Auch bei den sonstigen Sockenkonstruktionen bin ich wenig experimentierfreudig: Top-Down, Herzchenferse, Bandspitze, fertig. Nur das Nadelspiel ist mittlerweile durch Magic Loop ersetzt worden. Wenn Du mehr dazu wissen möchtest, schau doch einmal in diesem Artikel übers Sockenstricken.
Stricken Reloaded:
Der braune Wintermantel, der Schal und Ravelry
Ja, und dann kam der braune Wintermantel: So um 2003 habe ich mir einen neuen Wintermantel gekauft, in schokoladenbraun. Zu dem hatte ich aber so gar keinen passenden Schal, und den brauchte ich, denn ich fand ihn am Hals etwas zugig. Was es im Einzelhandel so an Strickwaren zu kaufen gab, hat mich nicht wirklich überzeugt.Also bin ich in den Karlsruher Wolle Rödel geschlappt, habe je ein Knäul in maisgelb, wollweiß, senfgelb, orange und khaki von der „Allround“ gekauft, eine Nadel in Stärke 3,5 mm und los gings.
Nach alter Tradition hatte ich keine Anleitung – ich habe einfach pi mal Daumen hochgerechnet und dann in Streifen in 1 rechts, 1 links gestrickt, bis der Schal lang genug war. Die Streifen habe ich auch so breit gemacht, wie ich gerade Lust hatte. Und am Schluss war noch Garn übrig, daraus ist ein Stirnband geworden, auch 1 rechts, 1 links und dann einfach zusammengenäht.
In den Strickblogs, die ich damals schon regelmässig gelesen habe, wurde dann ab Sommer 2007 von dieser neuen Platform „Ravelry“ geschwärmt. (Für Nicht-Stricker: Das ist so eine Art Facebook für Stricker).
Damals konnte man noch nicht so einfach beitreten – man musste sich auf eine Warteliste setzen lassen. Das habe ich dann im August 2007 auch gemacht und endlich, Anfang November 2007, kam die Mail mit der ersehnten Einladung. Dabei fällt mir auf, dass ich damit dieses Jahr 10jähriges Ravelry-Jubiläum habe!
Seitdem bin ich ein sehr, sehr großer Ravelry-Fan.
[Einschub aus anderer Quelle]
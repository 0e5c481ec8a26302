use tracing::debug;

use crate::geodesy::{MPS_TO_MPH, haversine_m, initial_bearing};
use crate::gpx_types::{EnrichedTrackPoint, RawTrackPoint};

/// Motion between two consecutive samples.
#[derive(Debug, Clone, Copy, PartialEq)]
pub struct SegmentKinematics {
    pub distance_m: f64,
    pub elapsed_s: f64,
    pub speed_mph: f64,
    pub heading: f64,
}

/// Kinematics of the segment `prev -> next`, or `None` when either timestamp
/// is missing or the elapsed time is not positive.
pub fn segment_kinematics(prev: &RawTrackPoint, next: &RawTrackPoint) -> Option<SegmentKinematics> {
    let (t0, t1) = (prev.time?, next.time?);
    let elapsed_s = (t1 - t0).as_seconds_f64();
    if elapsed_s <= 0.0 {
        return None;
    }

    let distance_m = haversine_m(prev, next);
    let speed_mph = distance_m / elapsed_s * MPS_TO_MPH;
    if !speed_mph.is_finite() {
        return None;
    }

    Some(SegmentKinematics {
        distance_m,
        elapsed_s,
        speed_mph,
        heading: initial_bearing(prev, next),
    })
}

/// Derive speed and heading for every point from its predecessor.
///
/// The output has the same length and order as the input. The first point
/// and every degenerate sample carry no kinematics.
pub fn enrich(points: &[RawTrackPoint]) -> Vec<EnrichedTrackPoint> {
    let mut enriched = Vec::with_capacity(points.len());
    let mut degenerate = 0usize;

    for (i, pt) in points.iter().enumerate() {
        let mut out = EnrichedTrackPoint::from(pt.clone());
        if i > 0 {
            match segment_kinematics(&points[i - 1], pt) {
                Some(k) => {
                    out.speed = Some(k.speed_mph);
                    out.heading = Some(k.heading);
                }
                None => {
                    degenerate += 1;
                    debug!(index = i, "degenerate sample: no usable time delta");
                }
            }
        }
        enriched.push(out);
    }

    if degenerate > 0 {
        debug!(degenerate, total = points.len(), "points without kinematics");
    }
    enriched
}
use geojson::{Feature, FeatureCollection, Geometry, Value};
use serde_json::{Map, Value as JsonValue};

use crate::gpx_types::{EnrichedTrackPoint, GeoPoint, Position};
use crate::interpolate::{interpolate, trail};
use crate::options::EngineOptions;

/// Build every map overlay for the selected track.
///
/// `progress` is `None` when no playback position should be drawn. An empty
/// track yields an empty collection.
pub fn to_overlay_collection(
    points: &[EnrichedTrackPoint],
    progress: Option<f64>,
    opts: &EngineOptions,
) -> FeatureCollection {
    let mut features = Vec::new();

    if points.len() >= 2 {
        features.push(track_feature(points));
        features.extend(speed_segment_features(points, opts));
        features.extend(arrow_features(points, opts.arrow_every));
    }

    if let Some(progress) = progress {
        let recent = trail(points, progress, opts.trail_span);
        if recent.len() >= 2 {
            features.push(line_feature(recent, "trail", Map::new()));
        }
        if let Some(position) = interpolate(points, progress) {
            features.push(position_feature(&position));
        }
    }

    FeatureCollection {
        bbox: None,
        features,
        foreign_members: None,
    }
}

/// `rgb(r,0,b)` going from blue at `min` to red at `max`.
pub fn speed_color(speed: f64, min: f64, max: f64) -> String {
    let ratio = (speed - min) / (max - min);
    let clamped = if ratio.is_nan() { 0.0 } else { ratio.clamp(0.0, 1.0) };
    let r = (255.0 * clamped).floor() as u8;
    let b = (255.0 * (1.0 - clamped)).floor() as u8;
    format!("rgb({r},0,{b})")
}

fn track_feature(points: &[EnrichedTrackPoint]) -> Feature {
    line_feature(points, "track", Map::new())
}

/// One two-point line per segment, coloured by the speed of its end point.
fn speed_segment_features<'a>(
    points: &'a [EnrichedTrackPoint],
    opts: &'a EngineOptions,
) -> impl Iterator<Item = Feature> + 'a {
    points.windows(2).map(move |pair| {
        let speed = pair[1].speed.unwrap_or(0.0);
        let mut props = Map::new();
        props.insert(
            "color".to_string(),
            JsonValue::String(speed_color(speed, opts.speed_color_min, opts.speed_color_max)),
        );
        props.insert("speed".to_string(), json_number(speed));
        line_feature(pair, "segment", props)
    })
}

fn arrow_features(
    points: &[EnrichedTrackPoint],
    every: usize,
) -> impl Iterator<Item = Feature> + '_ {
    let every = every.max(1);
    points
        .iter()
        .enumerate()
        .filter(move |(i, p)| i % every == 0 && p.heading.is_some_and(|h| h != 0.0))
        .filter_map(|(_, p)| p.heading.map(|heading| point_feature(p, "arrow", heading)))
}

fn position_feature(position: &Position) -> Feature {
    point_feature(position, "position", position.heading)
}

fn point_feature<P: GeoPoint>(pt: &P, overlay: &str, heading: f64) -> Feature {
    let mut props = overlay_props(overlay);
    props.insert("heading".to_string(), json_number(heading));
    Feature {
        bbox: None,
        geometry: Some(Geometry::new(Value::Point(point_coords(pt)))),
        id: None,
        properties: Some(props),
        foreign_members: None,
    }
}

fn line_feature<P: GeoPoint>(
    points: &[P],
    overlay: &str,
    extra: Map<String, JsonValue>,
) -> Feature {
    let coords: Vec<Vec<f64>> = points.iter().map(point_coords).collect();
    let mut props = overlay_props(overlay);
    props.extend(extra);
    Feature {
        bbox: None,
        geometry: Some(Geometry::new(Value::LineString(coords))),
        id: None,
        properties: Some(props),
        foreign_members: None,
    }
}

fn overlay_props(overlay: &str) -> Map<String, JsonValue> {
    let mut props = Map::new();
    props.insert("overlay".to_string(), JsonValue::String(overlay.to_string()));
    props
}

/// GeoJSON `[lon, lat]` order.
fn point_coords<P: GeoPoint>(pt: &P) -> Vec<f64> {
    vec![pt.lon(), pt.lat()]
}

fn json_number(value: f64) -> JsonValue {
    serde_json::Number::from_f64(value).map_or(JsonValue::Null, JsonValue::Number)
}

#[cfg(test)]
mod tests {
    use super::*;

    fn point(lat: f64, lon: f64, speed: Option<f64>, heading: Option<f64>) -> EnrichedTrackPoint {
        EnrichedTrackPoint {
            lat,
            lon,
            ele: None,
            time: None,
            speed,
            heading,
        }
    }

    fn overlays_of<'a>(fc: &'a FeatureCollection, kind: &str) -> Vec<&'a Feature> {
        fc.features
            .iter()
            .filter(|f| f.properties.as_ref().unwrap()["overlay"] == kind)
            .collect()
    }

    #[test]
    fn test_speed_color_range() {
        assert_eq!(speed_color(0.0, 0.0, 5.0), "rgb(0,0,255)");
        assert_eq!(speed_color(5.0, 0.0, 5.0), "rgb(255,0,0)");
        assert_eq!(speed_color(2.5, 0.0, 5.0), "rgb(127,0,127)");
        assert_eq!(speed_color(40.0, 0.0, 5.0), "rgb(255,0,0)");
        assert_eq!(speed_color(-1.0, 0.0, 5.0), "rgb(0,0,255)");
    }

    #[test]
    fn test_empty_track_renders_nothing() {
        let fc = to_overlay_collection(&[], Some(0.5), &EngineOptions::default());
        assert!(fc.features.is_empty());
    }

    #[test]
    fn test_single_point_only_marker() {
        let pts = vec![point(44.0, -93.0, None, None)];
        let fc = to_overlay_collection(&pts, Some(0.5), &EngineOptions::default());
        assert_eq!(fc.features.len(), 1);
        assert_eq!(overlays_of(&fc, "position").len(), 1);
    }

    #[test]
    fn test_full_overlay_set() {
        let pts = vec![
            point(44.0, -93.0, None, None),
            point(44.001, -93.0, Some(5.0), Some(0.0)),
            point(44.002, -93.001, Some(1.0), Some(315.0)),
        ];
        let fc = to_overlay_collection(&pts, Some(1.0), &EngineOptions::default());

        assert_eq!(overlays_of(&fc, "track").len(), 1);
        let segments = overlays_of(&fc, "segment");
        assert_eq!(segments.len(), 2);
        assert_eq!(segments[0].properties.as_ref().unwrap()["color"], "rgb(255,0,0)");
        assert_eq!(overlays_of(&fc, "trail").len(), 1);

        let marker = overlays_of(&fc, "position")[0];
        assert_eq!(marker.properties.as_ref().unwrap()["heading"], 315.0);
        match &marker.geometry.as_ref().unwrap().value {
            Value::Point(coords) => {
                assert!((coords[0] + 93.001).abs() < 1e-10); // lon
                assert!((coords[1] - 44.002).abs() < 1e-10); // lat
            }
            _ => panic!("Expected Point geometry"),
        }
    }

    #[test]
    fn test_no_position_without_progress() {
        let pts = vec![point(44.0, -93.0, None, None), point(44.001, -93.0, None, None)];
        let fc = to_overlay_collection(&pts, None, &EngineOptions::default());
        assert!(overlays_of(&fc, "position").is_empty());
        assert!(overlays_of(&fc, "trail").is_empty());
    }

    #[test]
    fn test_arrows_every_nth_with_heading() {
        let pts: Vec<EnrichedTrackPoint> = (0..31)
            .map(|i| {
                let heading = if i == 15 { Some(0.0) } else { Some(45.0) };
                point(i as f64 * 0.001, 0.0, Some(1.0), heading)
            })
            .collect();
        let fc = to_overlay_collection(&pts, None, &EngineOptions::default());
        // index 0 and 30 qualify; 15 has a zero heading
        assert_eq!(overlays_of(&fc, "arrow").len(), 2);
    }
}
Facebook-Gruppen oder auch andere Anleitungsplattformen wie Crazypatterns haben mich nie wirklich überzeugt.
Ich kann gar nicht mal sagen, was genau das Beste an Ravelry ist:
- Die riesige Pattern-Datenbank, die man nach allen erdenklichen Kriterien durchsuchen kann?
- Der tolle Austausch in den verschiedenen Gruppen und Foren?
- Die vielen Bilder mit fertigen Strickstücken, getragen von normalen Menschen mit den unterschiedlichsten Körperformen?
- Die tollen Funktionen wie z.B. die „heissen Ohren“ oder die einfache Verlinkung hin- und her?
- Es ist einfach alles toll an Ravelry!